Why $[(\mathbf{I}_N-\mathbf{A}^\top \mathbf{A})\mathbf{x}]$ is Gaussian with i.i.d. Gaussian $\mathbf{A}$?

Question

1. Background:

It is presented in the paper of approximate message passing (AMP) algorithm [Paper Link] that (the conclusion below is slightly modified without changing its original meaning):

Given a fixed vector $\mathbf{x}\in\mathbb{R}^N$, for a random measurement matrix $\mathbf{A}\in\mathbb{R}^{M\times N}$ with $M\ll N$, in which the entries are i.i.d. and $\mathbf{A}_{ij}\sim\mathcal{N}(0,\frac{1}{M})$, then $[(\mathbf{I}_N-\mathbf{A}^\top \mathbf{A})\mathbf{x}]$ is also a Gaussian vector whose entries have variance $\frac{\lVert \mathbf{x}\rVert_2^2}{M}$

(the assumption of $\mathbf{A}$ is in Sec. I-A, and the above conclusion is in Sec. I-D, please see 5. Appendix for more details).

2. My Problems:

I am confused by the statements in the paper about the above conclusion in [1. Background], and have three subproblems posted here (the first two subproblems are coupled, and the second one is more general):

$(2.1)$ How to prove the above conclusion in [1. Background]?

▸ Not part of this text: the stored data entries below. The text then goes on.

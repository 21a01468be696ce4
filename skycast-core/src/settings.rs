use anyhow::{Context, Result};
use serde::{Deserialize, Serialize};
use std::{
    collections::HashMap,
    fs,
    path::{Path, PathBuf},
};

use crate::{advisory::ActivityKind, config::project_dirs, error::SettingsError, units::UnitSystem};

/// Refresh period in hours; only 1, 2 and 3 are valid.
#[derive(Debug, Clone, Copy, PartialEq, Eq, Hash, Serialize, Deserialize)]
#[serde(try_from = "u8", into = "u8")]
pub struct UpdatePeriod(u8);

impl UpdatePeriod {
    pub fn hours(&self) -> u8 {
        self.0
    }
}

impl Default for UpdatePeriod {
    fn default() -> Self {
        UpdatePeriod(1)
    }
}

impl TryFrom<u8> for UpdatePeriod {
    type Error = SettingsError;

    fn try_from(value: u8) -> Result<Self, Self::Error> {
        match value {
            1..=3 => Ok(UpdatePeriod(value)),
            other => Err(SettingsError::InvalidUpdatePeriod(other)),
        }
    }
}

impl From<UpdatePeriod> for u8 {
    fn from(period: UpdatePeriod) -> Self {
        period.0
    }
}

#[derive(Debug, Clone, PartialEq, Eq, Serialize, Deserialize)]
#[serde(rename_all = "camelCase")]
pub struct WidgetVisibility {
    pub wind: bool,
    pub humidity: bool,
    pub feels_like: bool,
    pub visibility: bool,
    pub pressure: bool,
    pub uv_index: bool,
    pub precipitation: bool,
    pub aqi: bool,
}

impl Default for WidgetVisibility {
    fn default() -> Self {
        Self {
            wind: true,
            humidity: true,
            feels_like: true,
            visibility: true,
            pressure: true,
            uv_index: true,
            precipitation: true,
            aqi: true,
        }
    }
}

impl WidgetVisibility {
    fn slot(&mut self, key: &str) -> Option<&mut bool> {
        let slot = match key {
            "wind" => &mut self.wind,
            "humidity" => &mut self.humidity,
            "feelsLike" | "feels_like" => &mut self.feels_like,
            "visibility" => &mut self.visibility,
            "pressure" => &mut self.pressure,
            "uvIndex" | "uv_index" => &mut self.uv_index,
            "precipitation" => &mut self.precipitation,
            "aqi" => &mut self.aqi,
            _ => return None,
        };
        Some(slot)
    }

    pub fn set(&mut self, key: &str, visible: bool) -> Result<(), SettingsError> {
        let slot = self.slot(key).ok_or_else(|| SettingsError::UnknownWidget(key.to_string()))?;
        *slot = visible;
        Ok(())
    }
}

#[derive(Debug, Clone, PartialEq, Eq, Serialize, Deserialize)]
pub struct ActivityVisibility {
    pub running: bool,
    pub jogging: bool,
    pub cycling: bool,
    pub hiking: bool,
}

impl Default for ActivityVisibility {
    fn default() -> Self {
        Self { running: true, jogging: true, cycling: true, hiking: true }
    }
}

impl ActivityVisibility {
    pub fn is_visible(&self, kind: ActivityKind) -> bool {
        match kind {
            ActivityKind::Running => self.running,
            ActivityKind::Jogging => self.jogging,
            ActivityKind::Cycling => self.cycling,
            ActivityKind::Hiking => self.hiking,
        }
    }

    pub fn set(&mut self, kind: ActivityKind, visible: bool) {
        match kind {
            ActivityKind::Running => self.running = visible,
            ActivityKind::Jogging => self.jogging = visible,
            ActivityKind::Cycling => self.cycling = visible,
            ActivityKind::Hiking => self.hiking = visible,
        }
    }
}

/// Parse an activity name as used on the command line and in the wire map.
pub fn parse_activity(name: &str) -> Result<ActivityKind, SettingsError> {
    ActivityKind::all()
        .iter()
        .copied()
        .find(|kind| kind.as_str().eq_ignore_ascii_case(name.trim()))
        .ok_or_else(|| SettingsError::UnknownActivity(name.to_string()))
}

/// Per-session preferences.
///
/// Value fields come before the nested tables so the TOML form stays valid.
#[derive(Debug, Clone, PartialEq, Eq, Default, Serialize, Deserialize)]
#[serde(rename_all = "camelCase")]
pub struct SettingsDocument {
    pub units: UnitSystem,
    pub update_period: UpdatePeriod,
    pub saved_locations: Vec<String>,
    pub widgets: WidgetVisibility,
    pub activities: ActivityVisibility,
}

impl SettingsDocument {
    /// A freshly owned document with every default applied.
    pub fn default_document() -> Self {
        Self::default()
    }

    /// Overwrite only the fields present in `patch`.
    pub fn merge(&mut self, patch: SettingsPatch) {
        if let Some(units) = patch.units {
            self.units = units;
        }
        if let Some(period) = patch.update_period {
            self.update_period = period;
        }
        if let Some(widgets) = patch.widgets {
            self.widgets = widgets;
        }
        if let Some(activities) = patch.activities {
            self.activities = activities;
        }
        if let Some(locations) = patch.saved_locations {
            self.saved_locations = locations;
        }
    }

    /// Returns `false` if the location was already saved or is blank.
    pub fn add_location(&mut self, city: &str) -> bool {
        let city = city.trim();
        if city.is_empty() || self.is_location_saved(city) {
            return false;
        }
        self.saved_locations.push(city.to_string());
        true
    }

    pub fn remove_location(&mut self, city: &str) -> bool {
        let before = self.saved_locations.len();
        self.saved_locations.retain(|saved| saved != city.trim());
        self.saved_locations.len() != before
    }

    pub fn is_location_saved(&self, city: &str) -> bool {
        self.saved_locations.iter().any(|saved| saved == city.trim())
    }
}

/// Partial update; absent fields leave the stored document untouched.
#[derive(Debug, Clone, PartialEq, Eq, Default, Serialize, Deserialize)]
#[serde(rename_all = "camelCase")]
pub struct SettingsPatch {
    #[serde(default, skip_serializing_if = "Option::is_none")]
    pub units: Option<UnitSystem>,
    #[serde(default, skip_serializing_if = "Option::is_none")]
    pub update_period: Option<UpdatePeriod>,
    #[serde(default, skip_serializing_if = "Option::is_none")]
    pub saved_locations: Option<Vec<String>>,
    #[serde(default, skip_serializing_if = "Option::is_none")]
    pub widgets: Option<WidgetVisibility>,
    #[serde(default, skip_serializing_if = "Option::is_none")]
    pub activities: Option<ActivityVisibility>,
}

impl SettingsPatch {
    pub fn is_empty(&self) -> bool {
        self == &SettingsPatch::default()
    }
}

/// Session-keyed settings documents, persisted as TOML.
///
/// Example TOML:
/// [sessions.local]
/// units = "metric"
/// updatePeriod = 1
#[derive(Debug, Clone, Default, Serialize, Deserialize)]
pub struct SettingsBook {
    #[serde(default)]
    pub sessions: HashMap<String, SettingsDocument>,
}

impl SettingsBook {
    pub fn get(&self, session: &str) -> Option<&SettingsDocument> {
        self.sessions.get(session)
    }

    /// The session's document, or defaults on a miss. Never inserts.
    pub fn get_or_default(&self, session: &str) -> SettingsDocument {
        self.get(session).cloned().unwrap_or_else(SettingsDocument::default_document)
    }

    /// Fetch the session's document, creating it from defaults on a miss.
    pub fn fetch_or_create(&mut self, session: &str) -> &SettingsDocument {
        self.sessions.entry(session.to_string()).or_insert_with(|| {
            tracing::debug!(session, "Creating default settings document");
            SettingsDocument::default_document()
        })
    }

    /// Merge `patch` into the session's document, creating it first if needed.
    pub fn upsert(&mut self, session: &str, patch: SettingsPatch) -> &SettingsDocument {
        let doc = self
            .sessions
            .entry(session.to_string())
            .or_insert_with(SettingsDocument::default_document);
        doc.merge(patch);
        doc
    }

    /// Load from the default location, or return an empty book on first run.
    pub fn load() -> Result<Self> {
        Self::load_from(&Self::file_path()?)
    }

    pub fn load_from(path: &Path) -> Result<Self> {
        if !path.exists() {
            return Ok(Self::default());
        }

        let contents = fs::read_to_string(path)
            .with_context(|| format!("Failed to read settings file: {}", path.display()))?;

        toml::from_str(&contents)
            .with_context(|| format!("Failed to parse settings file: {}", path.display()))
    }

    pub fn save(&self) -> Result<()> {
        self.save_to(&Self::file_path()?)
    }

    pub fn save_to(&self, path: &Path) -> Result<()> {
        if let Some(parent) = path.parent() {
            fs::create_dir_all(parent).with_context(|| {
                format!("Failed to create settings directory: {}", parent.display())
            })?;
        }

        let toml = toml::to_string_pretty(self).context("Failed to serialize settings to TOML")?;

        fs::write(path, toml)
            .with_context(|| format!("Failed to write settings file: {}", path.display()))
    }

    pub fn file_path() -> Result<PathBuf> {
        Ok(project_dirs()?.config_dir().join("settings.toml"))
    }
}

$(2.2)$ For a more general case: $\mathbf{A}_{ij}\sim\mathcal{N}(\mu,\sigma^2)$ with $\mu\in\mathbb{R}$ and $\sigma\in\mathbb{R}^+$, given $\rho\in\mathbb{R}$, will the vector $[(\mathbf{I}_N-\rho\mathbf{A}^\top \mathbf{A})\mathbf{x}]$ be still Gaussian? What are the distribution parameters (e.g. means and variances)?

$(2.3)$ When $\mathbf{A}$ is a random Bernoulli matrix, i.e., the entries are i.i.d. and $P(\mathbf{A}_{ij}=a)=P(\mathbf{A}_{ij}=b)=\frac{1}{2}$ with $a<b$, will the vector $[(\mathbf{I}_N-\rho\mathbf{A}^\top \mathbf{A})\mathbf{x}]$ obey a special distribution? What are the parameters (e.g. means and variances)?

3. My Efforts:

$(3.1)$ I have been convinced by the above conclusion in [1. Background] by writing a program to randomly generate hundreds of vectors with various $M$s and $N$s. The histograms are approximately Gaussian with matched variances.

$(3.2)$ I write out the expression of each element of the result vector, but it is too complicated for me. Especially, the elements of $\mathbf{A}^\top\mathbf{A}$ are difficult for me to analyse, since the multiplication of two Gaussian variables are not Gaussian [Reference].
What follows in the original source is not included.